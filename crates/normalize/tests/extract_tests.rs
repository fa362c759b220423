// ABOUTME: Integration tests for catalog and detail normalization.
// ABOUTME: Exercises the public API against envelope shapes seen from the upstream content API.

use playfeed_normalize::{
    ensure_poster, extract_summaries, normalize_details, normalize_path, parse_duration_seconds,
    resolve_image, Details, Fallback, Summary,
};
use serde_json::json;

mod catalog_tests {
    use super::*;
    use pretty_assertions::assert_eq;

    #[test]
    fn test_feed_items_with_nested_content() {
        let envelope = json!({
            "feed": {
                "items": [{
                    "content": {
                        "title": "Film A",
                        "path": "/a/b",
                        "image": {"url": "https://x/img?location=list"}
                    }
                }]
            }
        });

        let extraction = extract_summaries(&envelope);
        assert_eq!(extraction.raw_count, 1);
        assert_eq!(
            extraction.summaries,
            vec![Summary {
                id: "a/b".to_string(),
                title: "Film A".to_string(),
                url: "a/b".to_string(),
                image_url: Some("https://x/img?location=moviePoster".to_string()),
            }]
        );
    }

    #[test]
    fn test_unmappable_items_are_dropped() {
        let envelope = json!({
            "items": [
                {"title": "Keep", "url": "https://play.example.com/film/keep"},
                {"description": "no title, no url"},
                {"title": "No url"},
                "not an object",
                {"program": {"name": "Program", "productPath": "/program/p", "programId": "p-1"}}
            ]
        });

        let extraction = extract_summaries(&envelope);
        assert_eq!(extraction.raw_count, 5);
        assert_eq!(extraction.discarded(), 3);
        let titles: Vec<&str> = extraction.summaries.iter().map(|s| s.title.as_str()).collect();
        assert_eq!(titles, vec!["Keep", "Program"]);
        assert_eq!(extraction.summaries[0].url, "film/keep");
        assert_eq!(extraction.summaries[1].id, "p-1");
    }

    #[test]
    fn test_sections_envelope() {
        let envelope = json!({
            "sections": [
                {"title": "Empty row", "items": []},
                {"title": "Films", "items": [{"target": {"title": "S", "url": "/s", "uuid": "u-1"}}]}
            ]
        });

        let extraction = extract_summaries(&envelope);
        assert_eq!(extraction.summaries.len(), 1);
        assert_eq!(extraction.summaries[0].id, "u-1");
    }

    #[test]
    fn test_empty_envelope_has_no_entries() {
        let extraction = extract_summaries(&json!({"items": []}));
        assert_eq!(extraction.raw_count, 0);
        assert!(extraction.summaries.is_empty());

        let unknown = extract_summaries(&json!({"data": {"rows": [1, 2]}}));
        assert_eq!(unknown.raw_count, 0);
    }
}

mod details_tests {
    use super::*;
    use pretty_assertions::assert_eq;

    #[test]
    fn test_detail_document_without_fallback() {
        let document = json!({"title": "Film B", "url": "b", "duration": "PT1H30M", "description": "D"});
        let details = normalize_details(&document, Fallback::None, "b");
        assert_eq!(
            details,
            Details {
                summary: Summary {
                    id: "b".to_string(),
                    title: "Film B".to_string(),
                    url: "b".to_string(),
                    image_url: None,
                },
                description: Some("D".to_string()),
                duration_seconds: Some(5400),
                raw_duration: Some("PT1H30M".to_string()),
            }
        );
    }

    #[test]
    fn test_sparse_document_keeps_fallback_summary() {
        let fallback = Summary {
            id: "42".to_string(),
            title: "Film C".to_string(),
            url: "film/c".to_string(),
            image_url: None,
        };
        let details = normalize_details(&json!({"durationInSeconds": 61.4}), &fallback, "film/c");
        assert_eq!(details.summary, fallback);
        assert_eq!(details.duration_seconds, Some(61));
        assert_eq!(details.raw_duration, None);
        assert_eq!(details.description, None);
    }
}

mod scalar_tests {
    use super::*;
    use pretty_assertions::assert_eq;

    #[test]
    fn test_duration_table() {
        assert_eq!(parse_duration_seconds("90"), Some(90));
        assert_eq!(parse_duration_seconds("PT1H5M"), Some(3900));
        assert_eq!(parse_duration_seconds("1:05"), Some(65));
        assert_eq!(parse_duration_seconds("1:02:03"), Some(3723));
        assert_eq!(parse_duration_seconds(""), None);
        assert_eq!(parse_duration_seconds("soon"), None);
    }

    #[test]
    fn test_image_shapes_resolve_to_same_url() {
        for value in [
            json!({"poster": [{"url": "X"}]}),
            json!({"url": "X"}),
            json!("X"),
            json!([{"href": "X"}]),
        ] {
            assert_eq!(resolve_image(&value).as_deref(), Some("X"), "value: {value}");
        }
    }

    #[test]
    fn test_poster_adjustment_touches_only_token() {
        let url = "https://cdn.example.com/p/1.jpg?location=list&width=400";
        assert_eq!(
            ensure_poster(url),
            "https://cdn.example.com/p/1.jpg?location=moviePoster&width=400"
        );
        assert_eq!(ensure_poster("https://cdn.example.com/p/1.jpg"), "https://cdn.example.com/p/1.jpg");
    }

    #[test]
    fn test_normalized_path_is_stable() {
        let once = normalize_path("https://play.example.com/film/abc");
        assert_eq!(once, "film/abc");
        assert_eq!(normalize_path(&once), once);
    }
}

What to work on :: Report each line of the data that includes the string "Program".

Written reply ::
                {"program": {"name": "Program", "productPath": "/program/p", "programId": "p-1"}}
        assert_eq!(titles, vec!["Keep", "Program"]);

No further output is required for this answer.